# Hedgehog only wants ferret food



## shootrmcgavin (Jul 23, 2015)

So I've had Hogustus for about a month now, and I got him from a pet store who was feeding him a mix of Pretty Pets hedgehog food and ferret food. At first, he was eating both, but then started only eating the ferret food. After doing some research, I learned that neither food is good for hedgehogs, so I went out and bought some Chicken Soup for the Cat Lovers Soul and Whole Earth Farms adult cat food. I slowly started adding the foods into the mix, but he still only went for the ferret food, and left the others alone. I know its very bad for him, so I took the ferret food out altogether, but now he is refusing to eat at all. This is very bad, as he is very active on his wheel and young, so he really needs to eat. I don't know what to do, and I am worried sick. Can someone PLEASE help me


----------



## PeaceLove&Hedgies (Jun 26, 2015)

Try grinding up a few pellets of the ferret food and putting it in Hogustus's dish along with the other foods. That way, he'll smell the food he loves, but be tricked into eating food that is better for him. Wean him slowly off of it- sometimes hedgies can be picky eaters- I had to cut a mealworm in half and squeeze it over my hedgehog's lips 2 times before she realized they were good. All I can say is: May the force be with you!


----------



## Lilysmommy (Jan 7, 2009)

Give him the ferret food. You can't starve hedgehogs into a new food, they need to eat. They shouldn't go more than a night or two without food. So just give him what he wants for now. It's better that he eats a crappy food than nothing right now.

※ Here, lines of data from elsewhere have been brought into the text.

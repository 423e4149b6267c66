use std::collections::HashSet;
use std::sync::Arc;

use crate::analysis::filter::{StopWordRemover, TokenFilter};
use crate::analysis::token::Token;

/// Set-backed stop-word hook. Matching is case-insensitive.
pub struct BasicStopWordRemover {
    pub stop_words: HashSet<String>,
}

impl BasicStopWordRemover {
    pub fn new(stop_words: impl IntoIterator<Item = impl Into<String>>) -> Self {
        BasicStopWordRemover {
            stop_words: stop_words
                .into_iter()
                .map(|w| w.into().to_lowercase())
                .collect(),
        }
    }

    pub fn english() -> Self {
        let words = vec![
            "a", "an", "and", "are", "as", "at", "be", "by", "for", "from", "has", "he", "in",
            "is", "it", "its", "of", "on", "that", "the", "to", "was", "were", "will", "with",
        ];
        BasicStopWordRemover::new(words)
    }
}

impl StopWordRemover for BasicStopWordRemover {
    fn is_stop_word(&self, word: &str) -> bool {
        self.stop_words.contains(&word.to_lowercase())
    }
}

/// Filter stage that consults the configured hook.
pub struct StopWordFilter {
    pub remover: Arc<dyn StopWordRemover>,
}

impl StopWordFilter {
    pub fn new(remover: Arc<dyn StopWordRemover>) -> Self {
        StopWordFilter { remover }
    }
}

impl TokenFilter for StopWordFilter {
    fn filter(&self, tokens: Vec<Token>) -> Vec<Token> {
        tokens
            .into_iter()
            .filter(|token| !self.remover.is_stop_word(&token.text))
            .collect()
    }

    fn name(&self) -> &str {
        "stop_words"
    }
}

#[cfg(test)]
mod tests {
    use super::*;

    fn tokens(words: &[&str]) -> Vec<Token> {
        words
            .iter()
            .enumerate()
            .map(|(i, w)| Token::new(w.to_string(), i as u32, 0))
            .collect()
    }

    #[test]
    fn test_english_stop_words() {
        let filter = StopWordFilter::new(Arc::new(BasicStopWordRemover::english()));
        let out = filter.filter(tokens(&["the", "cat", "and", "dog"]));
        let texts: Vec<&str> = out.iter().map(|t| t.text.as_str()).collect();
        assert_eq!(texts, vec!["cat", "dog"]);
    }

    #[test]
    fn test_case_insensitive() {
        let remover = BasicStopWordRemover::english();
        assert!(remover.is_stop_word("The"));
        assert!(remover.is_stop_word("AND"));
        assert!(!remover.is_stop_word("Garden"));
    }

    #[test]
    fn test_positions_survive_removal() {
        let filter = StopWordFilter::new(Arc::new(BasicStopWordRemover::english()));
        let out = filter.filter(tokens(&["the", "cat", "in", "garden"]));
        assert_eq!(out[0].position, 1);
        assert_eq!(out[1].position, 3);
    }
}
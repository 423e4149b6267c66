use crate::analysis::filter::TokenFilter;
use crate::analysis::token::Token;

pub struct LowercaseFilter;

impl TokenFilter for LowercaseFilter {
    fn filter(&self, tokens: Vec<Token>) -> Vec<Token> {
        tokens
            .into_iter()
            .map(|mut token| {
                token.text = token.text.to_lowercase();
                token
            })
            .collect()
    }

    fn name(&self) -> &str {
        "lowercase"
    }
}
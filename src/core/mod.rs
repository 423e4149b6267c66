pub mod cancel;
pub mod config;
pub mod error;
pub mod ids;
pub mod types;
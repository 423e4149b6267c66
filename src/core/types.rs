use chrono::{DateTime, Utc};
use serde::{Deserialize, Serialize};

/// Stored document metadata. Content itself is not retained; only the
/// fingerprint and length survive ingestion.
#[derive(Debug, Clone, PartialEq, Serialize, Deserialize)]
pub struct DocumentRecord {
    pub id: String,
    pub name: String,
    pub content_sha256: Option<String>,
    pub document_length: u64,
    pub term_count: u64,
    pub indexed_utc: DateTime<Utc>,
    pub last_modified_utc: DateTime<Utc>,
    pub created_utc: DateTime<Utc>,
}

/// Vocabulary entry with collection-wide frequency counters.
#[derive(Debug, Clone, PartialEq, Serialize, Deserialize)]
pub struct TermRecord {
    pub id: String,
    pub term: String,
    pub document_frequency: u64,
    pub total_frequency: u64,
}

/// Document-term mapping. Position lists are strictly ascending and both
/// have length equal to `term_frequency`.
#[derive(Debug, Clone, PartialEq, Serialize, Deserialize)]
pub struct PostingRecord {
    pub document_id: String,
    pub term_id: String,
    pub term_frequency: u64,
    pub character_positions: Vec<u64>,
    pub term_positions: Vec<u64>,
}

/// Freeform string attached to a document, or to the index itself when
/// `document_id` is None.
#[derive(Debug, Clone, PartialEq, Serialize, Deserialize)]
pub struct LabelRecord {
    pub id: String,
    pub document_id: Option<String>,
    pub label: String,
}

/// Key-value pair attached to a document, or to the index itself when
/// `document_id` is None. Upserted by (document_id, key).
#[derive(Debug, Clone, PartialEq, Serialize, Deserialize)]
pub struct TagRecord {
    pub id: String,
    pub document_id: Option<String>,
    pub key: String,
    pub value: Option<String>,
}

/// Single metadata row per index.
#[derive(Debug, Clone, PartialEq, Serialize, Deserialize)]
pub struct IndexMetadata {
    pub id: String,
    pub name: String,
    pub created_utc: DateTime<Utc>,
    pub last_modified_utc: DateTime<Utc>,
}

/// Collection-level counters for monitoring.
#[derive(Debug, Clone, Default, PartialEq, Serialize, Deserialize)]
pub struct IndexStatistics {
    pub doc_count: u64,
    pub term_count: u64,
    pub posting_count: u64,
    pub total_doc_size: u64,
    pub avg_doc_length: f64,
}

#[derive(Debug, Clone, Copy, PartialEq, Eq, Serialize, Deserialize)]
pub struct TermStatistics {
    pub document_frequency: u64,
    pub total_frequency: u64,
}

/// A term as it appears in one document, for single-shot document fetches.
#[derive(Debug, Clone, PartialEq, Serialize, Deserialize)]
pub struct DocumentTermEntry {
    pub term: String,
    pub term_frequency: u64,
}

/// Document together with everything attached to it.
#[derive(Debug, Clone, PartialEq, Serialize, Deserialize)]
pub struct DocumentWithMetadata {
    pub document: DocumentRecord,
    pub labels: Vec<String>,
    pub tags: Vec<TagRecord>,
    pub terms: Vec<DocumentTermEntry>,
}

/// One (doc, term) row returned by the candidate match query. Carries just
/// enough for scoring and phrase checks.
#[derive(Debug, Clone, PartialEq)]
pub struct TermMatch {
    pub document_id: String,
    pub term_id: String,
    pub term_frequency: u64,
    pub term_positions: Vec<u64>,
}

/// Frequency adjustment applied to a term during ingest or removal.
#[derive(Debug, Clone, Copy, Default, PartialEq, Eq)]
pub struct FrequencyDelta {
    pub document_frequency: u64,
    pub total_frequency: u64,
}

impl FrequencyDelta {
    pub fn new(document_frequency: u64, total_frequency: u64) -> Self {
        FrequencyDelta {
            document_frequency,
            total_frequency,
        }
    }
}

I would go ahead & throw away the Pretty Pets. It's pretty garbage and if he's not eating it anyway, there's no loss there.

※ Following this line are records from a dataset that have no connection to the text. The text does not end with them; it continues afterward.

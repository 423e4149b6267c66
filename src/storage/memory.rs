use std::collections::{BTreeSet, HashMap, HashSet};
use std::sync::Arc;

use async_trait::async_trait;
use chrono::{DateTime, Utc};
use parking_lot::RwLock;

use crate::core::error::{Error, Result};
use crate::core::ids::IdGenerator;
use crate::core::types::{
    DocumentRecord, FrequencyDelta, IndexMetadata, IndexStatistics, LabelRecord, PostingRecord,
    TagRecord, TermMatch, TermRecord,
};
use crate::storage::backend::{
    DocumentWrite, IndexSnapshot, MatchQuery, StorageBackend,
};

/// Scope key for labels and tags: None addresses the index itself.
type Scope = Option<String>;

#[derive(Default)]
struct Inner {
    metadata: Option<IndexMetadata>,
    documents: HashMap<String, DocumentRecord>,
    names: HashMap<String, String>,
    terms: HashMap<String, TermRecord>,
    term_ids: HashMap<String, String>,
    postings: HashMap<(String, String), PostingRecord>,
    by_term: HashMap<String, BTreeSet<String>>,
    by_doc: HashMap<String, HashSet<String>>,
    labels: HashMap<Scope, Vec<LabelRecord>>,
    tags: HashMap<Scope, HashMap<String, TagRecord>>,
}

/// Volatile backend. A single reader-writer lock gives every operation
/// transactional semantics; there is no durability and `flush` is a no-op.
pub struct MemoryBackend {
    inner: RwLock<Inner>,
    ids: Arc<IdGenerator>,
}

impl MemoryBackend {
    pub fn new(ids: Arc<IdGenerator>) -> Self {
        MemoryBackend {
            inner: RwLock::new(Inner::default()),
            ids,
        }
    }
}

impl Inner {
    fn remove_document_locked(&mut self, id: &str) -> bool {
        let Some(document) = self.documents.remove(id) else {
            return false;
        };
        self.names.remove(&document.name);

        if let Some(term_ids) = self.by_doc.remove(id) {
            for term_id in term_ids {
                let removed = self.postings.remove(&(id.to_string(), term_id.clone()));
                if let Some(docs) = self.by_term.get_mut(&term_id) {
                    docs.remove(id);
                    if docs.is_empty() {
                        self.by_term.remove(&term_id);
                    }
                }
                if let Some(term) = self.terms.get_mut(&term_id) {
                    let tf = removed.map(|p| p.term_frequency).unwrap_or(0);
                    term.document_frequency = term.document_frequency.saturating_sub(1);
                    term.total_frequency = term.total_frequency.saturating_sub(tf);
                    if term.document_frequency == 0 && term.total_frequency == 0 {
                        let text = term.term.clone();
                        self.terms.remove(&term_id);
                        self.term_ids.remove(&text);
                    }
                }
            }
        }

        self.labels.remove(&Some(id.to_string()));
        self.tags.remove(&Some(id.to_string()));
        true
    }

    fn insert_posting_locked(&mut self, posting: PostingRecord) {
        let key = (posting.document_id.clone(), posting.term_id.clone());
        self.by_term
            .entry(posting.term_id.clone())
            .or_default()
            .insert(posting.document_id.clone());
        self.by_doc
            .entry(posting.document_id.clone())
            .or_default()
            .insert(posting.term_id.clone());
        self.postings.insert(key, posting);
    }

    fn doc_labels_lowered(&self, document_id: &str) -> HashSet<String> {
        self.labels
            .get(&Some(document_id.to_string()))
            .map(|labels| labels.iter().map(|l| l.label.to_lowercase()).collect())
            .unwrap_or_default()
    }

    fn doc_matches_filters(&self, document_id: &str, query: &MatchQuery) -> bool {
        if !query.labels.is_empty() {
            let have = self.doc_labels_lowered(document_id);
            for wanted in &query.labels {
                if !have.contains(&wanted.to_lowercase()) {
                    return false;
                }
            }
        }
        if !query.tags.is_empty() {
            let tags = self.tags.get(&Some(document_id.to_string()));
            for (key, value) in &query.tags {
                match tags.and_then(|t| t.get(key)) {
                    Some(tag) if tag.value.as_deref() == value.as_deref() => {}
                    _ => return false,
                }
            }
        }
        true
    }
}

How long have you been mixing the cat foods in? I would start again, with only one food. Try storing that one food & the ferret food together, so they smell a bit like each other. You can also try grinding the ferret food up & coating the cat food in it. If you get to 2 weeks, with the foods mixed 50/50, and he's still not touching the cat food, I would give up & try the other food with the same methods. 

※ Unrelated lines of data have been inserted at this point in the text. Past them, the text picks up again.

use std::collections::HashMap;
use std::sync::Arc;

use rust_stemmers::{Algorithm, Stemmer};

use crate::analysis::filter::TokenFilter;
use crate::analysis::token::Token;

/// Pluggable word-normalization hook.
pub trait Lemmatizer: Send + Sync {
    fn lemmatize(&self, word: &str) -> String;

    fn name(&self) -> &str;
}

/// Dictionary-plus-suffix-rules lemmatizer. Irregular forms are looked up
/// first; otherwise regular suffixes (-ies, -es, -s, -ing, -ed) are
/// stripped with doubled-consonant handling. Input is case-folded.
pub struct BasicLemmatizer {
    irregulars: HashMap<&'static str, &'static str>,
}

impl BasicLemmatizer {
    pub fn new() -> Self {
        let irregulars: HashMap<&'static str, &'static str> = [
            ("am", "be"),
            ("are", "be"),
            ("is", "be"),
            ("was", "be"),
            ("were", "be"),
            ("been", "be"),
            ("being", "be"),
            ("has", "have"),
            ("had", "have"),
            ("having", "have"),
            ("does", "do"),
            ("did", "do"),
            ("done", "do"),
            ("goes", "go"),
            ("went", "go"),
            ("gone", "go"),
            ("children", "child"),
            ("men", "man"),
            ("women", "woman"),
            ("mice", "mouse"),
            ("geese", "goose"),
            ("feet", "foot"),
            ("teeth", "tooth"),
            ("people", "person"),
            ("better", "good"),
            ("best", "good"),
            ("worse", "bad"),
            ("worst", "bad"),
        ]
        .into_iter()
        .collect();
        BasicLemmatizer { irregulars }
    }

    fn strip_suffixes(word: &str) -> String {
        if let Some(stem) = word.strip_suffix("ies") {
            if stem.len() >= 2 {
                return format!("{stem}y");
            }
        }
        if word.len() >= 4 {
            for sibilant in ["ses", "xes", "zes", "ches", "shes"] {
                if word.ends_with(sibilant) {
                    return word[..word.len() - 2].to_string();
                }
            }
        }
        if let Some(stem) = word.strip_suffix("ing") {
            if stem.len() >= 2 {
                return Self::undouble(stem);
            }
        }
        if let Some(stem) = word.strip_suffix("ed") {
            if stem.len() >= 3 {
                return Self::undouble(stem);
            }
        }
        if word.len() >= 3
            && word.ends_with('s')
            && !word.ends_with("ss")
            && !word.ends_with("us")
            && !word.ends_with("is")
        {
            return word[..word.len() - 1].to_string();
        }
        word.to_string()
    }

    /// running -> runn -> run, but walk stays walk.
    fn undouble(stem: &str) -> String {
        let chars: Vec<char> = stem.chars().collect();
        let n = chars.len();
        if n >= 2 && chars[n - 1] == chars[n - 2] && !is_vowel(chars[n - 1]) {
            chars[..n - 1].iter().collect()
        } else {
            stem.to_string()
        }
    }
}

impl Default for BasicLemmatizer {
    fn default() -> Self {
        BasicLemmatizer::new()
    }
}

impl Lemmatizer for BasicLemmatizer {
    fn lemmatize(&self, word: &str) -> String {
        let lowered = word.to_lowercase();
        if let Some(lemma) = self.irregulars.get(lowered.as_str()) {
            return (*lemma).to_string();
        }
        BasicLemmatizer::strip_suffixes(&lowered)
    }

    fn name(&self) -> &str {
        "basic"
    }
}

fn is_vowel(c: char) -> bool {
    matches!(c, 'a' | 'e' | 'i' | 'o' | 'u')
}

/// Snowball-stemmer adapter, usable anywhere a lemmatizer hook is.
pub struct SnowballLemmatizer {
    pub algorithm: Algorithm,
}

impl SnowballLemmatizer {
    pub fn new(algorithm: Algorithm) -> Self {
        SnowballLemmatizer { algorithm }
    }

    pub fn english() -> Self {
        SnowballLemmatizer::new(Algorithm::English)
    }
}

impl Lemmatizer for SnowballLemmatizer {
    fn lemmatize(&self, word: &str) -> String {
        let stemmer = Stemmer::create(self.algorithm);
        stemmer.stem(&word.to_lowercase()).to_string()
    }

    fn name(&self) -> &str {
        "snowball"
    }
}

/// Filter stage that applies the configured lemmatizer hook.
pub struct LemmatizerFilter {
    pub lemmatizer: Arc<dyn Lemmatizer>,
}

impl LemmatizerFilter {
    pub fn new(lemmatizer: Arc<dyn Lemmatizer>) -> Self {
        LemmatizerFilter { lemmatizer }
    }
}

impl TokenFilter for LemmatizerFilter {
    fn filter(&self, tokens: Vec<Token>) -> Vec<Token> {
        tokens
            .into_iter()
            .map(|mut token| {
                token.text = self.lemmatizer.lemmatize(&token.text);
                token
            })
            .collect()
    }

    fn name(&self) -> &str {
        "lemmatizer"
    }
}

#[cfg(test)]
mod tests {
    use super::*;

    #[test]
    fn test_irregular_forms() {
        let lemmatizer = BasicLemmatizer::new();
        assert_eq!(lemmatizer.lemmatize("was"), "be");
        assert_eq!(lemmatizer.lemmatize("were"), "be");
        assert_eq!(lemmatizer.lemmatize("had"), "have");
        assert_eq!(lemmatizer.lemmatize("went"), "go");
        assert_eq!(lemmatizer.lemmatize("children"), "child");
        assert_eq!(lemmatizer.lemmatize("mice"), "mouse");
    }

    #[test]
    fn test_regular_suffixes() {
        let lemmatizer = BasicLemmatizer::new();
        assert_eq!(lemmatizer.lemmatize("cats"), "cat");
        assert_eq!(lemmatizer.lemmatize("running"), "run");
        assert_eq!(lemmatizer.lemmatize("walked"), "walk");
        assert_eq!(lemmatizer.lemmatize("going"), "go");
        assert_eq!(lemmatizer.lemmatize("boxes"), "box");
        assert_eq!(lemmatizer.lemmatize("stories"), "story");
        assert_eq!(lemmatizer.lemmatize("stopped"), "stop");
    }

    #[test]
    fn test_case_insensitive_input() {
        let lemmatizer = BasicLemmatizer::new();
        assert_eq!(lemmatizer.lemmatize("Children"), "child");
        assert_eq!(lemmatizer.lemmatize("RUNNING"), "run");
    }

    #[test]
    fn test_short_words_untouched() {
        let lemmatizer = BasicLemmatizer::new();
        assert_eq!(lemmatizer.lemmatize("go"), "go");
        assert_eq!(lemmatizer.lemmatize("bus"), "bus");
        assert_eq!(lemmatizer.lemmatize("glass"), "glass");
        assert_eq!(lemmatizer.lemmatize("this"), "this");
    }

    #[test]
    fn test_snowball_adapter() {
        let lemmatizer = SnowballLemmatizer::english();
        assert_eq!(lemmatizer.lemmatize("running"), "run");
        assert_eq!(lemmatizer.lemmatize("Walked"), "walk");
    }
}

If he rejects both of them, I would try some different foods. It sucks, but sometimes hedgehogs are very picky about foods & won't try one. Sometimes you can return foods (even opened) if you still have the receipt & it has more than half of the food left. See if that's an option. Unfortunately I think the time span is within a month, so you'll have to check on that too. See if you can get samples of other types of cat food to try him out on before you buy a whole bag of food. Also only get one bag next time - if you get to 2-3 weeks & he's still having none of it, you can still return it.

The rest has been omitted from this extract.